• _Your task_: Scan the entries for lines with the word "match", then copy those lines.

• _Supplied records_:
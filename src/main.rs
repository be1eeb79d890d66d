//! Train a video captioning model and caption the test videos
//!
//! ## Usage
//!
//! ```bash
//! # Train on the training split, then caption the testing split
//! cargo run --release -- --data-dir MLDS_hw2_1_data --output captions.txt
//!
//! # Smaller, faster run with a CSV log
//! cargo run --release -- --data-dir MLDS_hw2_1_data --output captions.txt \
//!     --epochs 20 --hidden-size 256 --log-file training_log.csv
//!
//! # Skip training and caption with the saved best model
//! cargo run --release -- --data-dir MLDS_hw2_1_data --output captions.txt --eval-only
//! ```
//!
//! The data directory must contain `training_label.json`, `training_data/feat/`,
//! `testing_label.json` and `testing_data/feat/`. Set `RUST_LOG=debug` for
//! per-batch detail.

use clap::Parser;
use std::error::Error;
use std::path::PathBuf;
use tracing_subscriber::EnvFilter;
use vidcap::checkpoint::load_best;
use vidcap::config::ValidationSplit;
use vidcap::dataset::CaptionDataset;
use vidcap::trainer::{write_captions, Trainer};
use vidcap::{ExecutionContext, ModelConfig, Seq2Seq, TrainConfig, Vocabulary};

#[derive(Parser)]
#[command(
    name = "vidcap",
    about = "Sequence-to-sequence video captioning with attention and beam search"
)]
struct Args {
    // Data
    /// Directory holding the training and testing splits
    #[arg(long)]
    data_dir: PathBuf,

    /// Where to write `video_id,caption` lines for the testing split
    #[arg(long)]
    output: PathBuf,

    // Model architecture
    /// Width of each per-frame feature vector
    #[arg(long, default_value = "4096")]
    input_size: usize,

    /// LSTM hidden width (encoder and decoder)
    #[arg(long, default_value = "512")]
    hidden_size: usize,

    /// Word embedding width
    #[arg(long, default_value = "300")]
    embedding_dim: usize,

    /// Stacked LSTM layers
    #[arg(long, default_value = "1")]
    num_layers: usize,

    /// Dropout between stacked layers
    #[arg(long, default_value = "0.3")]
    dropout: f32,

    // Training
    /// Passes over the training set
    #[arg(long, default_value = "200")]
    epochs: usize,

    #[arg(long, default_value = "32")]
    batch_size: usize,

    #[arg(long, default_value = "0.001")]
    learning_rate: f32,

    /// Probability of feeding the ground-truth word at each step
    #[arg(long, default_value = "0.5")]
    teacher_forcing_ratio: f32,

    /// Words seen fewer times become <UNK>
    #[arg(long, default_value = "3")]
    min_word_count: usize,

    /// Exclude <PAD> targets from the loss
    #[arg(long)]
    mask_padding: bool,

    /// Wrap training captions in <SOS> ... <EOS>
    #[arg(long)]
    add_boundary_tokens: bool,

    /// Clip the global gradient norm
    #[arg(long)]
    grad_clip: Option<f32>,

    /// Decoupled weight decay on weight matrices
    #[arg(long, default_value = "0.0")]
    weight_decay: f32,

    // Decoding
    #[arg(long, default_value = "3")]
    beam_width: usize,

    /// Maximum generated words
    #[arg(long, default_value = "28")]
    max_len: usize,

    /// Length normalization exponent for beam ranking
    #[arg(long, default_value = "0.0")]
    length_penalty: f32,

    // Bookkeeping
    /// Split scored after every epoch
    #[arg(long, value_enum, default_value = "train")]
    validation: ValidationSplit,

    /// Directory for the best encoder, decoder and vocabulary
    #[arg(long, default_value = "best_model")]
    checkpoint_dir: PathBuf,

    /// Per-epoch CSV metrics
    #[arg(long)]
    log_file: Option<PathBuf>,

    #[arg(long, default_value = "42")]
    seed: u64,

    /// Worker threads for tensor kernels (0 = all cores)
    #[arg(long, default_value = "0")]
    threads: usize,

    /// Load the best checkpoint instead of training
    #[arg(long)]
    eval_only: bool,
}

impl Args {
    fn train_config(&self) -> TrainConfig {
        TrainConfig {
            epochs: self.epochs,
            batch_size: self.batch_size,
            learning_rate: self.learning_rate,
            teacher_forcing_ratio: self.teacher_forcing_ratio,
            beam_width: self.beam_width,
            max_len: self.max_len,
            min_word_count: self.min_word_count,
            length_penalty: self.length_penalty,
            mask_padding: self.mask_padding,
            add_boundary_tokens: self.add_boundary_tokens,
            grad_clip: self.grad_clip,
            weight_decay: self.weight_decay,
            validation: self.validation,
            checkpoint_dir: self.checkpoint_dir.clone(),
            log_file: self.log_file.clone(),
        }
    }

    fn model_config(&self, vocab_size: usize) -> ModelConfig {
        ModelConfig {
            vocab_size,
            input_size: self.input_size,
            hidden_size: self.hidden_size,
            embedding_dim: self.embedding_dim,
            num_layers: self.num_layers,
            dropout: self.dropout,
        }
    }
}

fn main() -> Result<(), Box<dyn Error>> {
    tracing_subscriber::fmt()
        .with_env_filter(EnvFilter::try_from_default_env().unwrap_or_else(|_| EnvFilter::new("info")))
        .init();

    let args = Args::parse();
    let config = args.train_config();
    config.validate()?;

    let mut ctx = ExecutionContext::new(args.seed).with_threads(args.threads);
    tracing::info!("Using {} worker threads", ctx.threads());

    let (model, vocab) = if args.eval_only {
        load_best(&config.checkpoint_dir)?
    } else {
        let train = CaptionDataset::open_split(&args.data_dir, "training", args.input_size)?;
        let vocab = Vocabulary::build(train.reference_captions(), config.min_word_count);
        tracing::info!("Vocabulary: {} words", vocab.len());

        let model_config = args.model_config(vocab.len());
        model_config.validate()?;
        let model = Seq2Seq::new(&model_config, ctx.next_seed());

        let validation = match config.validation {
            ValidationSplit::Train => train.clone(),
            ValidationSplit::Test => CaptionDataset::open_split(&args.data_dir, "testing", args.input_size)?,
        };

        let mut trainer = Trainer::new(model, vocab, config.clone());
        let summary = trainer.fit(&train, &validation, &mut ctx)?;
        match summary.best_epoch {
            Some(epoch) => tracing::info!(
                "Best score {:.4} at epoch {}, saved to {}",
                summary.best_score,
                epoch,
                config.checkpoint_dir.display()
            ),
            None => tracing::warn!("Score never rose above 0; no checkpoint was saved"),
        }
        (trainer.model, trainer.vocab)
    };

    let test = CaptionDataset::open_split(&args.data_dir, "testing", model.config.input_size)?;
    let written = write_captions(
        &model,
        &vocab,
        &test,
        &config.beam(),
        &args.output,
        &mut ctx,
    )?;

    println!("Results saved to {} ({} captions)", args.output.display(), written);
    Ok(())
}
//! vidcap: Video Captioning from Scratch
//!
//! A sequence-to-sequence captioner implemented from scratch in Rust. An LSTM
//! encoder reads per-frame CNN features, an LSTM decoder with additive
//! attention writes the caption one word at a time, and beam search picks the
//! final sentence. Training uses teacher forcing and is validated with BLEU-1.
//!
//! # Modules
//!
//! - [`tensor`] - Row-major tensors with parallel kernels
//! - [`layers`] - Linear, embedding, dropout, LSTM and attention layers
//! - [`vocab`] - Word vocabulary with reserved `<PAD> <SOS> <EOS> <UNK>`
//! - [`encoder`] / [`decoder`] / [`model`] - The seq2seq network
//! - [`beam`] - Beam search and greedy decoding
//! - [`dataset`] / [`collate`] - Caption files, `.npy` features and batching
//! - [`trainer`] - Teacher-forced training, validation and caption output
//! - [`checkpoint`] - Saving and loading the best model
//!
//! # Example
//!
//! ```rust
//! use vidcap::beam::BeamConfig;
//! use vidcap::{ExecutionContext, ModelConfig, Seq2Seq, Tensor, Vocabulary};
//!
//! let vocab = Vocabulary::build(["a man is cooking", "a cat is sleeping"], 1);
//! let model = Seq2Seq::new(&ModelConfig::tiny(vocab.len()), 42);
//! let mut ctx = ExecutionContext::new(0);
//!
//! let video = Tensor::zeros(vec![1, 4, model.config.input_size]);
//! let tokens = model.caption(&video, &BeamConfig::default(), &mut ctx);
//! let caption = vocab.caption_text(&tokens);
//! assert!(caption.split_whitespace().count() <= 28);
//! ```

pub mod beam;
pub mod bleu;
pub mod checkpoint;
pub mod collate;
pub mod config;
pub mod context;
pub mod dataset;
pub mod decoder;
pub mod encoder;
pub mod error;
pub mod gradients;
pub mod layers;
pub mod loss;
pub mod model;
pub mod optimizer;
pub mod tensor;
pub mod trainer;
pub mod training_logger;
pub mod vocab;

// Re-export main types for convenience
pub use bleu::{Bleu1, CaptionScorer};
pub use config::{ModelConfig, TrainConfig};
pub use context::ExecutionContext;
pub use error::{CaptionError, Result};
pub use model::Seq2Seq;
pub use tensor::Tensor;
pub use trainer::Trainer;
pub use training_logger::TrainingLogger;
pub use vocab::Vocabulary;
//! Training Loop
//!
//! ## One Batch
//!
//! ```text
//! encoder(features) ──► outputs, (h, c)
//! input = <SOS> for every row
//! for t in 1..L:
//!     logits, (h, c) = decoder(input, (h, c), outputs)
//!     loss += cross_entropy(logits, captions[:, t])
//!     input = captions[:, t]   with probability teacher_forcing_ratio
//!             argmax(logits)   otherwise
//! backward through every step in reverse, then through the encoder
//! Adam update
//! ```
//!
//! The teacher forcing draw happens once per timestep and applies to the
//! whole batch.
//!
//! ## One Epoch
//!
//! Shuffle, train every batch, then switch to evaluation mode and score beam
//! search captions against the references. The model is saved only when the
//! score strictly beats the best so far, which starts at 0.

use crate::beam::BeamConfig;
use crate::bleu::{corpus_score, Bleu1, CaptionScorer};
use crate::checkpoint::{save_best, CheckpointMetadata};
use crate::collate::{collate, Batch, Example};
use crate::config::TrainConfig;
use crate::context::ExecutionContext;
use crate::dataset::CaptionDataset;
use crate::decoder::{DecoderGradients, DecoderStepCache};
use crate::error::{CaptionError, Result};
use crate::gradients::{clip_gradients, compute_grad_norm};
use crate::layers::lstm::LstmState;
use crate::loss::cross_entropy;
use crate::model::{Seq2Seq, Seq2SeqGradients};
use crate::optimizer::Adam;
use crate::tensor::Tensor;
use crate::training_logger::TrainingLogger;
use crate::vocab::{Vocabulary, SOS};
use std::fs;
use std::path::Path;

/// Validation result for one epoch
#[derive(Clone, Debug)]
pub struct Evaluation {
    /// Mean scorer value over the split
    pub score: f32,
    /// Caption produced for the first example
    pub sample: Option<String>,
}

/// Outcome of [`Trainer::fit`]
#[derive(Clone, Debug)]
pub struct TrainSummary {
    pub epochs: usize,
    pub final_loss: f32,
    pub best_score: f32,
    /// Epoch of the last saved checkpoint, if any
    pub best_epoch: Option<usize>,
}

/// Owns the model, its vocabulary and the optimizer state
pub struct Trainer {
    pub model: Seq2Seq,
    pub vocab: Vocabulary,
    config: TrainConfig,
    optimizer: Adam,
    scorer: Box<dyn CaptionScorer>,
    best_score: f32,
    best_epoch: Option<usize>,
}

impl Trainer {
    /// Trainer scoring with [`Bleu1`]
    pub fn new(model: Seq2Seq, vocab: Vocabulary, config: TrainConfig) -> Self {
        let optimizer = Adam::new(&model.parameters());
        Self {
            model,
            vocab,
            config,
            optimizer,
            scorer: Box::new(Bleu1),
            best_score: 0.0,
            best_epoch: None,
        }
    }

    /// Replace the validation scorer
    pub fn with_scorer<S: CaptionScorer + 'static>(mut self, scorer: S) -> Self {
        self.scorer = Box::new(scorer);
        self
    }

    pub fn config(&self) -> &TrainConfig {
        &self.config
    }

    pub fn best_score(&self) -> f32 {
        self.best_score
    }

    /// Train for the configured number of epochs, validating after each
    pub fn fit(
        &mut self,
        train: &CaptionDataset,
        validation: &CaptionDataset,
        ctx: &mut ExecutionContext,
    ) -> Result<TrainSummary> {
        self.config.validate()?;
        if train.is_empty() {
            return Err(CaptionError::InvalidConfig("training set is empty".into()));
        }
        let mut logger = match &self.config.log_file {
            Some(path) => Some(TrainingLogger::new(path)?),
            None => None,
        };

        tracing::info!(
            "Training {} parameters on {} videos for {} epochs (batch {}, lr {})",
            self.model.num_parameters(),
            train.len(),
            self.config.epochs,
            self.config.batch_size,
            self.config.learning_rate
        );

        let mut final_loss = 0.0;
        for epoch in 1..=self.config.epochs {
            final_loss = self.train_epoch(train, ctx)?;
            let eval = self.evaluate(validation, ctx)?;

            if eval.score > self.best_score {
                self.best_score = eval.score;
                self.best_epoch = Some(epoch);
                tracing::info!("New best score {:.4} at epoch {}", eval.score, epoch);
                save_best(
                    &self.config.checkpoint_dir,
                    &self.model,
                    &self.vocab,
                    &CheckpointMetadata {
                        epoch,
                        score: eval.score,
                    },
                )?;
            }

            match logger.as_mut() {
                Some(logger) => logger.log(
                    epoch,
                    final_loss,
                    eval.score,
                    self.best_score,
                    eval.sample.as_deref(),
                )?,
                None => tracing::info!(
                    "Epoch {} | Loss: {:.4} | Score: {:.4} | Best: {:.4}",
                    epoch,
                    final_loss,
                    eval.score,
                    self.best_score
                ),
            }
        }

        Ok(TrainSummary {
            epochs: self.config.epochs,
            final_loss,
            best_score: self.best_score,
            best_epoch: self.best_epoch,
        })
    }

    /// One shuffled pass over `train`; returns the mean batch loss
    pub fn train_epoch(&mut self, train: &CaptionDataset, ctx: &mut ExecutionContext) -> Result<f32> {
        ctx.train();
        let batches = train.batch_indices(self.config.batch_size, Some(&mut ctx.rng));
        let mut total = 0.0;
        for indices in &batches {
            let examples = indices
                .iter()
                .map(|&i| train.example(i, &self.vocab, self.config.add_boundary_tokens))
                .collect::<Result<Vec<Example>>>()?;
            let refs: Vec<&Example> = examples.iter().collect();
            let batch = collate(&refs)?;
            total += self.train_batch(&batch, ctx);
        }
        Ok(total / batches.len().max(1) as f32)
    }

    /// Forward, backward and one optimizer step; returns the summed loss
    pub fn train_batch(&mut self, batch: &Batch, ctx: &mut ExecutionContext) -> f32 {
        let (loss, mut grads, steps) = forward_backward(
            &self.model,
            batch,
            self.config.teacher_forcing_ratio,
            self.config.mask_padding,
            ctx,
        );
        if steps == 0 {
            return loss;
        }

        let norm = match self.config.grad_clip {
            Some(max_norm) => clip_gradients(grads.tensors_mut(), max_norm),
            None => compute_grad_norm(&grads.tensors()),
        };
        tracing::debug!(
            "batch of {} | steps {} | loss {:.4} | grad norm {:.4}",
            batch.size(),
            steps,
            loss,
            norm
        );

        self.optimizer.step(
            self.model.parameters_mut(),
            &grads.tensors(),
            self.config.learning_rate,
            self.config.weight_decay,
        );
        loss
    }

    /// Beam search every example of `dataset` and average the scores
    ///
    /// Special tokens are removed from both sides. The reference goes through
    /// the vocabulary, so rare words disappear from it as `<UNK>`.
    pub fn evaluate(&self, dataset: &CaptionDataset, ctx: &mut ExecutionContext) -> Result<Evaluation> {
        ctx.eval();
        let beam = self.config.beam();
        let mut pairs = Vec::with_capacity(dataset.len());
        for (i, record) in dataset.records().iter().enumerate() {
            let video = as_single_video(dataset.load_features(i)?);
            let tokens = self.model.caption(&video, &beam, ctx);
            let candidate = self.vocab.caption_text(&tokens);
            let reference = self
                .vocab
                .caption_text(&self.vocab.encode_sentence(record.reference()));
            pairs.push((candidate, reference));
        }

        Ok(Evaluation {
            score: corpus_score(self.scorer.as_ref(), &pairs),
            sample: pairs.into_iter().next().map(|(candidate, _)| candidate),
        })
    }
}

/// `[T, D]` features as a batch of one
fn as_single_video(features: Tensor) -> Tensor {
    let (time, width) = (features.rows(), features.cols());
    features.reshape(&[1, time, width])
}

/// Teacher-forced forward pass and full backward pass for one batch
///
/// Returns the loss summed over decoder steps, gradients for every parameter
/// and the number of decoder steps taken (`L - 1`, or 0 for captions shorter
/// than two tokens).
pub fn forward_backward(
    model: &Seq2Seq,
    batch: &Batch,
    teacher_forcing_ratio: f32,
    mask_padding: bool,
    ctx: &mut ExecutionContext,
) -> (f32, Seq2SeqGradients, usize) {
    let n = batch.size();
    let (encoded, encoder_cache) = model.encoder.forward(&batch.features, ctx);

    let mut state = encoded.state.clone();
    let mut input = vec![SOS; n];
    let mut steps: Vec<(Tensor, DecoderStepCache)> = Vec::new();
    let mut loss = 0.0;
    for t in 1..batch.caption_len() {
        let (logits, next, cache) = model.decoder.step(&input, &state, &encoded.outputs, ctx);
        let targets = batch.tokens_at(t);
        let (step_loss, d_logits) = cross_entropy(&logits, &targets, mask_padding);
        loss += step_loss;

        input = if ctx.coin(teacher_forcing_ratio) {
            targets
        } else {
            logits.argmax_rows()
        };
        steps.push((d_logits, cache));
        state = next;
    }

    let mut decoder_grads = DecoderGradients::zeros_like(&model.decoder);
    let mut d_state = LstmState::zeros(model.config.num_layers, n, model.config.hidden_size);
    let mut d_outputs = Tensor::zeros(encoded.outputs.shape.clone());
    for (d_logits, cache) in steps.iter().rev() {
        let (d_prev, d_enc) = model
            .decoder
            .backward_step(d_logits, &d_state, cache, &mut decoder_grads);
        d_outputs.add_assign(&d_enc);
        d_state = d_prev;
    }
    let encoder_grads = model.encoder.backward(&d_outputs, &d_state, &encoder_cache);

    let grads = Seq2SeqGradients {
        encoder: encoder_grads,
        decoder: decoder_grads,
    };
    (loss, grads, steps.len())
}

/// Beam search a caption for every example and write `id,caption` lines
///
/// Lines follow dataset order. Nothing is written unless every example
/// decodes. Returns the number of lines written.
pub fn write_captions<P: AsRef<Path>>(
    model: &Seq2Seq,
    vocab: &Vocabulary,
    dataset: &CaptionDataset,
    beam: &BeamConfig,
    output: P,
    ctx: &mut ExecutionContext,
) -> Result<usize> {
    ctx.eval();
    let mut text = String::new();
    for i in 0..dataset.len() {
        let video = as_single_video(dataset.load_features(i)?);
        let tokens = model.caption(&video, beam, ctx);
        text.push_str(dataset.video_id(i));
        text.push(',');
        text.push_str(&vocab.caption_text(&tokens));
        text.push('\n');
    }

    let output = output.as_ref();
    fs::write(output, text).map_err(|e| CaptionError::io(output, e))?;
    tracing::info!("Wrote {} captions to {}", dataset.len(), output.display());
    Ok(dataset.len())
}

• _Result of this exercise_:
        let validation = match config.validation {
        match summary.best_epoch {
        let mut logger = match &self.config.log_file {
            match logger.as_mut() {
        let norm = match self.config.grad_clip {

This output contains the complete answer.